Nobel Prize winners usually attend a royal banquet inside the glittering Stockholm City Hall, where they accept their awards from the king and rub shoulders with other dignitaries and laureates.

But most of this year's awards are being given out in scaled-down ceremonies this week in the laureates' home countries. For the second year running, the pandemic has disrupted the festivities.

On Monday, the author Abdulrazak Gurnah was the first to receive his award, the Nobel Prize in Literature, in a ceremony at the Swedish ambassador's residence in London.

"Customarily you would receive the prize from the hands of His Majesty, the king of Sweden," Ambassador Mikaela Kumlin Granitshe told Gurnah, according to the Associated Press. "However, this year you will be celebrated with a distance forced upon us because of the pandemic."

The award comes with a gold medal, a diploma and more than $1 million in prize money.

Gurnah, born in 1948 in Zanzibar, arrived in Britain at the end of the 1960s as an 18-year-old refugee. He is the first Black African author to win the award in three decades.

Grunah told NPR and WBUR's Here & Now that he originally thought the call from the Swedish Academy was a prank.

"This man says, 'Congratulations, you won the Nobel Prize'

"Are you making a joke?" he recalled on the show.

In total, Gurnah has written 10 novels, including his 1994 novel Paradise, shortlisted for the Booker Prize.

Also Monday, physics laureate Syukuro Manabe, chemistry laureate David W.C. MacMillan and economic sciences laureate Joshua D. Angrist were receiving their awards in a ceremony live streamed from the National Academy of Sciences in Washington. And Giorgio Parisi, another winner of the physics prize, got his diploma and medal in Rome.

A banquet will be held in Stockholm on Friday with King Carl XVI Gustav and Queen Silvia and hundreds of other guests, but not including the laureates themselves.
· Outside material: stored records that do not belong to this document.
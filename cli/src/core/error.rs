use mira_lib::SyntaxError;
use std::fmt;
use std::io;

#[derive(Debug)]
pub enum MiraError {
    Io(io::Error),
    Syntax(SyntaxError),
    NoSourceFiles(String),
    Json(serde_json::Error),
}

impl fmt::Display for MiraError {
    fn fmt(&self, f: &mut fmt::Formatter<'_>) -> fmt::Result {
        match self {
            MiraError::Io(err) => write!(f, "IO error: {err}"),
            MiraError::Syntax(err) => write!(f, "{err}"),
            MiraError::NoSourceFiles(path) => write!(
                f,
                "No .mira files found in {}",
                crate::core::paths::clean_path_str(path)
            ),
            MiraError::Json(err) => write!(f, "JSON error: {err}"),
        }
    }
}

impl std::error::Error for MiraError {
    fn source(&self) -> Option<&(dyn std::error::Error + 'static)> {
        match self {
            MiraError::Io(err) => Some(err),
            MiraError::Syntax(err) => Some(err),
            MiraError::Json(err) => Some(err),
            MiraError::NoSourceFiles(_) => None,
        }
    }
}

impl From<io::Error> for MiraError {
    fn from(err: io::Error) -> Self {
        MiraError::Io(err)
    }
}

impl From<SyntaxError> for MiraError {
    fn from(err: SyntaxError) -> Self {
        MiraError::Syntax(err)
    }
}

impl From<serde_json::Error> for MiraError {
    fn from(err: serde_json::Error) -> Self {
        MiraError::Json(err)
    }
}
And on the same day, the Nobel Peace Prize ceremony is scheduled to take place in Oslo. The winners - Filipino-American journalist Maria Ressa and Russian journalist Dmitry Muratov - have been invited, though it's not clear if both will be allowed to travel by their governments.

The Nobel Prize lectures given by the laureates will be held on Tuesday and Wednesday and livestreamed.